Authors :
Presenting Author: Sergiusz Jozwiak, MD, PhD – The Children's Memorial Health Institute
Julita Borkowska, MD – Neurology and Epileptology – The Children's Memorial Health Institute; Dariusz Chmielewski, MD – Neurology and Epileptology – The Children's Memorial Health Institute; Katarzyna Kotulska, MD, PhD – Neurology and Epileptology – The Children's Memorial Health Institute; Anna Makulec, MD – Medical University of Warsaw; Krzysztof Sadowski, MD, PhD – Neurology and Epileptology – The Children's Memorial Health Institute; Kamil Sijko, MSc, PhD – Transition Technologies, Warsaw, Poland; Dominika Smialek, MD – Medical University of Warsaw; Elzbieta Solowiej, MD, PhD – Medical University of Warsaw; Monika Szkop, Msc – Neurology and Epileptology – The Children's Memorial Health Institute
Rationale:
Epilepsy in Tuberous Sclerosis Complex (TSC) patients is characterized by early onset and drug-resistance in the majority of cases. In recent years, preventive strategies based on the introduction of antiseizure medication before the onset of clinical seizures and after the onset of epileptic discharges on EEG were showed to reduce the risk and severity of epilepsy in TSC children. Our small open label study showed that antiseizure medication might be successfully withdrawn in patients treated preventively.
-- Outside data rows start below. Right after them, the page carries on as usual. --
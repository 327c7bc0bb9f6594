use thiserror::Error;

#[derive(Debug, Error)]
pub enum Error {
    #[error("IO error: {0}")]
    Io(#[from] std::io::Error),

    #[error("JSON error: {0}")]
    Json(#[from] serde_json::Error),
}

pub type Result<T> = std::result::Result<T, Error>;
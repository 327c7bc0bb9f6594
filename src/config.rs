use serde::{Deserialize, Serialize};
use std::fs;
use std::path::{Path, PathBuf};
use tracing::{debug, warn};

use crate::app::RuntimeSettings;
use crate::app_dirs::{AppDirs, APP_NAME};
use crate::difficulty::DifficultyLevel;

/// User preferences kept between runs. Session data is never stored here.
#[derive(Debug, Clone, Serialize, Deserialize, PartialEq)]
#[serde(default)]
pub struct Config {
    pub learner_name: Option<String>,
    pub starting_difficulty: Option<DifficultyLevel>,
    pub max_questions: Option<usize>,
    pub chart: bool,
    pub color: bool,
}

impl Default for Config {
    fn default() -> Self {
        Self {
            learner_name: None,
            starting_difficulty: None,
            max_questions: None,
            chart: true,
            color: true,
        }
    }
}

impl From<&RuntimeSettings> for Config {
    fn from(rs: &RuntimeSettings) -> Self {
        Self {
            learner_name: rs.learner.clone(),
            starting_difficulty: rs.starting_difficulty,
            max_questions: rs.max_questions,
            chart: rs.chart,
            color: rs.color,
        }
    }
}

pub trait ConfigStore {
    fn load(&self) -> Config;
    fn save(&self, cfg: &Config) -> std::io::Result<()>;
}

#[derive(Debug, Clone)]
pub struct FileConfigStore {
    path: PathBuf,
}

impl FileConfigStore {
    pub fn new() -> Self {
        let path = AppDirs::config_path()
            .unwrap_or_else(|| PathBuf::from(format!("{APP_NAME}_config.json")));
        Self { path }
    }

    pub fn with_path<P: AsRef<Path>>(p: P) -> Self {
        Self {
            path: p.as_ref().to_path_buf(),
        }
    }

    pub fn path(&self) -> &Path {
        &self.path
    }
}

impl Default for FileConfigStore {
    fn default() -> Self {
        Self::new()
    }
}

impl ConfigStore for FileConfigStore {
    /// Missing or unreadable files fall back to defaults
    fn load(&self) -> Config {
        let bytes = match fs::read(&self.path) {
            Ok(bytes) => bytes,
            Err(e) => {
                debug!(path = %self.path.display(), "no config loaded: {e}");
                return Config::default();
            }
        };
        match serde_json::from_slice::<Config>(&bytes) {
            Ok(cfg) => cfg,
            Err(e) => {
                warn!(path = %self.path.display(), "ignoring malformed config: {e}");
                Config::default()
            }
        }
    }

    fn save(&self, cfg: &Config) -> std::io::Result<()> {
        if let Some(parent) = self.path.parent() {
            fs::create_dir_all(parent)?;
        }
        let data = serde_json::to_vec_pretty(cfg)?;
        fs::write(&self.path, data)
    }
}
In the EPIMARKER study, we aimed to assess the success and risk factors for antiseizure medications withdrawal in TSC patients.
Methods:
The EPIMARKER study was two-center, observational trial carried out between 2017 and 2022. All patients with definite diagnosis of TSC, aged from three to eighteen years, who were treated with antiseizure medications and were seizure free for at least two years were eligible for the study. Since enrolment the patients were followed for 12 months with clinical workouts and EEG recordings every three months. During the first six months, the antiseizure medications were tapered off, and starting from month seven, patients were free of antiseizure treatment. The primary endpoint of the study was the recurrence of seizures during the follow-up period.
Results:
Forty patients (16 girls and 24 boys, aged 3-18 years) were included in the study. Five patients dropped out. Among 35 patients who completed the study, 12 had received preventive treatment with vigabatrin, and 23 were treated after the onset of clinical seizures. Seizures recurred in 12 (34%) patients who completed the study: three (25%) in the preventive group and eight (35%) in the group treated after seizures. Patients in the preventive group were significantly younger at the timepoint of medication withdrawal than patients treated after the onset of seizures (median age: five years versus 9.5 years). The factors associated with the increased risk of relapse were: treatment initiation before the age of six months (seven relapses in 14 patients; 50% versus five relapses in 21 older patients; 24%) and history of treatment with more than one antiseizure medication (seven relapses in 17 patients; 41% versus three relapses in 16 patients who received only vigabatrin; 19%).
Conclusions:
Antiseizure medication withdrawal may be successful in TSC patients who are free of seizures for at least two years, especially if they developed epilepsy later than in six months of age and were treated with only one medication. In preventively treated patients, the antiseizure medication withdrawal might be decided at younger age, reducing the risk of treatment associated adverse events.
Funding:
The study has been partly funded by the EJP RD project (grant agreement No. 825575) financed by the HORYZONT2020 Program co-financed by the program of the Ministry of Education and Science "PMW" in the years 2019-2023 grant EPIMARKER of the Polish National Center for Research and Development no. STRATEGMED3/306306/4/2016, grant VIRAP (Project number 2019/ABM/01/00034) and a statutory grant of the Children’s Memorial Health Institute financed by the Ministry of Science and Higher Education no. S196/2022
.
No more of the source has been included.